=== Section Start ===
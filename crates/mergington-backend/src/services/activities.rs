use async_trait::async_trait;
use dashmap::DashMap;

use mergington::data::{Activity, ActivitySnapshot};
use mergington::errors::{CatalogError, RegistryError};
use mergington::id::{ActivityName, ParticipantId};
use mergington::log;

/// A registry of activities and the participants enrolled in them.
///
/// The set of activities is fixed when the registry is built; only the
/// participant list of an existing activity changes afterwards.
///
/// # Examples
///
/// ```rust,ignore
/// async fn example_usage<S: ActivityService>(service: &S) -> Result<(), S::Error> {
///     let chess = ActivityName::from("Chess Club");
///     let emma = ParticipantId::parse("emma@mergington.edu")?;
///
///     service.enroll(&chess, &emma).await?;
///     service.withdraw(&chess, &emma).await?;
///
///     let activities = service.list().await?;
///     Ok(())
/// }
/// ```
#[async_trait]
pub trait ActivityService {
    /// The error type returned by operations on this service.
    type Error;

    /// Returns every activity with its current participants.
    async fn list(&self) -> Result<ActivitySnapshot, Self::Error>;

    /// Returns a single activity.
    ///
    /// # Errors
    ///
    /// Returns an error if no activity has the given name.
    async fn get(&self, activity: &ActivityName) -> Result<Activity, Self::Error>;

    /// Appends a participant to the end of an activity's participant list.
    ///
    /// Not idempotent: enrolling the same participant twice fails the second time.
    ///
    /// # Errors
    ///
    /// Returns an error if the activity doesn't exist or the participant is
    /// already enrolled in it.
    async fn enroll(
        &self,
        activity: &ActivityName,
        participant: &ParticipantId,
    ) -> Result<(), Self::Error>;

    /// Removes a participant from an activity.
    ///
    /// # Errors
    ///
    /// Returns an error if the activity doesn't exist or the participant is
    /// not enrolled in it.
    async fn withdraw(
        &self,
        activity: &ActivityName,
        participant: &ParticipantId,
    ) -> Result<(), Self::Error>;

    /// Number of activities in the registry.
    async fn len(&self) -> usize;
}

/// An in-memory implementation of the `ActivityService` trait.
///
/// Activities live in a `DashMap`. Enroll and withdraw run their
/// check-then-mutate step while holding the entry's write guard, so two
/// concurrent calls on the same activity are serialized. State is lost when
/// the process exits.
pub struct ActivityServiceInMemory {
    activities: DashMap<ActivityName, Activity>,
    // Catalog order, used for listing.
    order: Vec<ActivityName>,
}

impl ActivityServiceInMemory {
    /// Builds a registry from a catalog of activities.
    ///
    /// # Errors
    ///
    /// Rejects catalogs that repeat an activity name, list a participant
    /// twice within one activity, or declare a zero capacity.
    pub fn new(
        catalog: impl IntoIterator<Item = (ActivityName, Activity)>,
    ) -> Result<Self, CatalogError> {
        let activities = DashMap::new();
        let mut order = Vec::new();

        for (name, activity) in catalog {
            if activity.max_participants == 0 {
                return Err(CatalogError::ZeroCapacity(name.into_string()));
            }
            for (index, participant) in activity.participants.iter().enumerate() {
                if activity.participants[..index].contains(participant) {
                    return Err(CatalogError::DuplicateParticipant {
                        activity: name.into_string(),
                        participant: participant.to_string(),
                    });
                }
            }
            if activities.contains_key(&name) {
                return Err(CatalogError::DuplicateActivity(name.into_string()));
            }
            order.push(name.clone());
            activities.insert(name, activity);
        }

        Ok(Self { activities, order })
    }
}

#[async_trait]
impl ActivityService for ActivityServiceInMemory {
    type Error = RegistryError;

    async fn list(&self) -> Result<ActivitySnapshot, Self::Error> {
        let entries = self
            .order
            .iter()
            .filter_map(|name| {
                self.activities
                    .get(name)
                    .map(|entry| (name.clone(), entry.value().clone()))
            })
            .collect();
        Ok(ActivitySnapshot::new(entries))
    }

    async fn get(&self, activity: &ActivityName) -> Result<Activity, Self::Error> {
        self.activities
            .get(activity)
            .map(|entry| entry.value().clone())
            .ok_or_else(|| RegistryError::NotFound(activity.to_string()))
    }

    async fn enroll(
        &self,
        activity: &ActivityName,
        participant: &ParticipantId,
    ) -> Result<(), Self::Error> {
        let mut entry = self.activities.get_mut(activity).ok_or_else(|| {
            log::debug!("Enroll rejected, unknown activity {:?}", activity);
            RegistryError::NotFound(activity.to_string())
        })?;

        if !entry.add_participant(participant.clone()) {
            log::debug!("{} is already enrolled in {}", participant, activity);
            return Err(RegistryError::AlreadyEnrolled {
                activity: activity.to_string(),
                participant: participant.to_string(),
            });
        }

        log::info!(
            "Enrolled {} in {} ({}/{})",
            participant,
            activity,
            entry.participants.len(),
            entry.max_participants
        );
        Ok(())
    }

    async fn withdraw(
        &self,
        activity: &ActivityName,
        participant: &ParticipantId,
    ) -> Result<(), Self::Error> {
        let mut entry = self.activities.get_mut(activity).ok_or_else(|| {
            log::debug!("Withdraw rejected, unknown activity {:?}", activity);
            RegistryError::NotFound(activity.to_string())
        })?;

        if !entry.remove_participant(participant) {
            log::debug!("{} is not enrolled in {}", participant, activity);
            return Err(RegistryError::NotEnrolled {
                activity: activity.to_string(),
                participant: participant.to_string(),
            });
        }

        log::info!("Withdrew {} from {}", participant, activity);
        Ok(())
    }

    async fn len(&self) -> usize {
        self.activities.len()
    }
}

#[cfg(test)]
mod tests {
    use std::collections::HashSet;
    use std::sync::Arc;

    use super::*;
    use crate::catalog;

    fn registry() -> ActivityServiceInMemory {
        ActivityServiceInMemory::new(catalog::seed()).unwrap()
    }

    fn chess() -> ActivityName {
        ActivityName::from("Chess Club")
    }

    fn participant(value: &str) -> ParticipantId {
        ParticipantId::parse(value).unwrap()
    }

    fn assert_no_duplicates(snapshot: &ActivitySnapshot) {
        for (name, activity) in snapshot.iter() {
            let unique: HashSet<_> = activity.participants.iter().collect();
            assert_eq!(
                unique.len(),
                activity.participants.len(),
                "duplicate participant in {name}"
            );
        }
    }

    #[tokio::test]
    async fn list_returns_catalog_in_order() {
        let service = registry();
        let snapshot = service.list().await.unwrap();

        let names: Vec<_> = snapshot.names().map(|n| n.to_string()).collect();
        let expected: Vec<_> = catalog::seed()
            .into_iter()
            .map(|(n, _)| n.to_string())
            .collect();
        assert_eq!(names, expected);
        assert_eq!(service.len().await, expected.len());
        assert_eq!(snapshot.len(), expected.len());
        assert_no_duplicates(&snapshot);

        let chess_club = snapshot.get("Chess Club").unwrap();
        assert_eq!(chess_club.max_participants, 12);
        assert_eq!(chess_club.participants.len(), 2);
        assert!(snapshot.get("chess club").is_none());
    }

    #[tokio::test]
    async fn chess_club_scenario() {
        let service = registry();

        service
            .enroll(&chess(), &participant("pytest.user@example.com"))
            .await
            .unwrap();
        let snapshot = service.list().await.unwrap();
        let club = snapshot.get("Chess Club").unwrap();
        assert_eq!(
            club.participants,
            vec![
                participant("michael@mergington.edu"),
                participant("daniel@mergington.edu"),
                participant("pytest.user@example.com"),
            ]
        );

        let err = service
            .enroll(&chess(), &participant("michael@mergington.edu"))
            .await
            .unwrap_err();
        assert!(matches!(err, RegistryError::AlreadyEnrolled { .. }));
        assert_eq!(service.get(&chess()).await.unwrap().participants.len(), 3);

        service
            .withdraw(&chess(), &participant("daniel@mergington.edu"))
            .await
            .unwrap();
        let club = service.get(&chess()).await.unwrap();
        assert_eq!(club.participants.len(), 2);
        assert!(!club.is_enrolled(&participant("daniel@mergington.edu")));

        let err = service
            .withdraw(&chess(), &participant("nonexistent@example.com"))
            .await
            .unwrap_err();
        assert_eq!(
            err,
            RegistryError::NotEnrolled {
                activity: "Chess Club".to_string(),
                participant: "nonexistent@example.com".to_string(),
            }
        );
    }

    #[tokio::test]
    async fn enroll_then_withdraw_restores_prior_state() {
        let service = registry();
        let before = service.list().await.unwrap();

        let emma = participant("emma.new@mergington.edu");
        service.enroll(&chess(), &emma).await.unwrap();
        service.withdraw(&chess(), &emma).await.unwrap();

        assert_eq!(service.list().await.unwrap(), before);
    }

    #[tokio::test]
    async fn whitespace_participant_is_an_ordinary_id() {
        let service = registry();
        let blank = participant(" ");

        service.enroll(&chess(), &blank).await.unwrap();
        let err = service.enroll(&chess(), &blank).await.unwrap_err();
        assert!(matches!(err, RegistryError::AlreadyEnrolled { .. }));
        service.withdraw(&chess(), &blank).await.unwrap();
    }

    #[tokio::test]
    async fn withdraw_twice_fails_second_time() {
        let service = registry();
        let michael = participant("michael@mergington.edu");

        service.withdraw(&chess(), &michael).await.unwrap();
        let err = service.withdraw(&chess(), &michael).await.unwrap_err();
        assert!(matches!(err, RegistryError::NotEnrolled { .. }));
    }

    #[tokio::test]
    async fn unknown_activity_leaves_registry_untouched() {
        let service = registry();
        let before = service.list().await.unwrap();
        let unknown = ActivityName::from("Underwater Basket Weaving");
        let someone = participant("someone@example.com");

        assert_eq!(
            service.enroll(&unknown, &someone).await,
            Err(RegistryError::NotFound(unknown.to_string()))
        );
        assert_eq!(
            service.withdraw(&unknown, &someone).await,
            Err(RegistryError::NotFound(unknown.to_string()))
        );
        assert!(service.get(&unknown).await.is_err());
        assert_eq!(service.list().await.unwrap(), before);
    }

    #[tokio::test]
    async fn activity_names_are_case_sensitive() {
        let service = registry();
        let err = service
            .enroll(&ActivityName::from("chess club"), &participant("a@b.c"))
            .await
            .unwrap_err();
        assert!(matches!(err, RegistryError::NotFound(_)));
    }

    #[tokio::test]
    async fn same_participant_may_join_several_activities() {
        let service = registry();
        let sam = participant("sam@mergington.edu");

        service.enroll(&chess(), &sam).await.unwrap();
        service
            .enroll(&ActivityName::from("Gym Class"), &sam)
            .await
            .unwrap();
    }

    #[tokio::test]
    async fn capacity_is_not_enforced() {
        let service = ActivityServiceInMemory::new([(
            ActivityName::from("Tiny"),
            Activity::new("One seat", "Never", 1),
        )])
        .unwrap();
        let tiny = ActivityName::from("Tiny");

        service.enroll(&tiny, &participant("a@b.c")).await.unwrap();
        service.enroll(&tiny, &participant("d@e.f")).await.unwrap();
        assert_eq!(service.get(&tiny).await.unwrap().spots_left(), -1);
    }

    #[tokio::test(flavor = "multi_thread", worker_threads = 4)]
    async fn concurrent_enrolls_admit_one() {
        let service = Arc::new(registry());
        let racer = participant("racer@example.com");

        let handles: Vec<_> = (0..32)
            .map(|_| {
                let service = service.clone();
                let racer = racer.clone();
                tokio::spawn(async move { service.enroll(&chess(), &racer).await })
            })
            .collect();

        let mut admitted = 0;
        for handle in handles {
            if handle.await.unwrap().is_ok() {
                admitted += 1;
            }
        }

        assert_eq!(admitted, 1);
        let club = service.get(&chess()).await.unwrap();
        assert_eq!(club.participants.iter().filter(|p| **p == racer).count(), 1);
    }

    #[test]
    fn rejects_duplicate_activity() {
        let result = ActivityServiceInMemory::new([
            (ActivityName::from("Chess Club"), Activity::new("a", "b", 1)),
            (ActivityName::from("Chess Club"), Activity::new("c", "d", 2)),
        ]);
        assert_eq!(
            result.err(),
            Some(CatalogError::DuplicateActivity("Chess Club".to_string()))
        );
    }

    #[test]
    fn rejects_duplicate_seed_participant() {
        let mut activity = Activity::new("a", "b", 5);
        activity.participants = vec![participant("x@y.z"), participant("x@y.z")];
        let result =
            ActivityServiceInMemory::new([(ActivityName::from("Art Club"), activity)]);
        assert!(matches!(
            result.err(),
            Some(CatalogError::DuplicateParticipant { .. })
        ));
    }

    #[test]
    fn rejects_zero_capacity() {
        let result = ActivityServiceInMemory::new([(
            ActivityName::from("Void"),
            Activity::new("a", "b", 0),
        )]);
        assert_eq!(
            result.err(),
            Some(CatalogError::ZeroCapacity("Void".to_string()))
        );
    }
}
=== Section End ===
* [PROBLEM DESCRIPTION]: Check each line above for the string "daniel" and copy every line that has it.

* [SOLVED PROBLEM]:
                participant("daniel@mergington.edu"),
            .withdraw(&chess(), &participant("daniel@mergington.edu"))
        assert!(!club.is_enrolled(&participant("daniel@mergington.edu")));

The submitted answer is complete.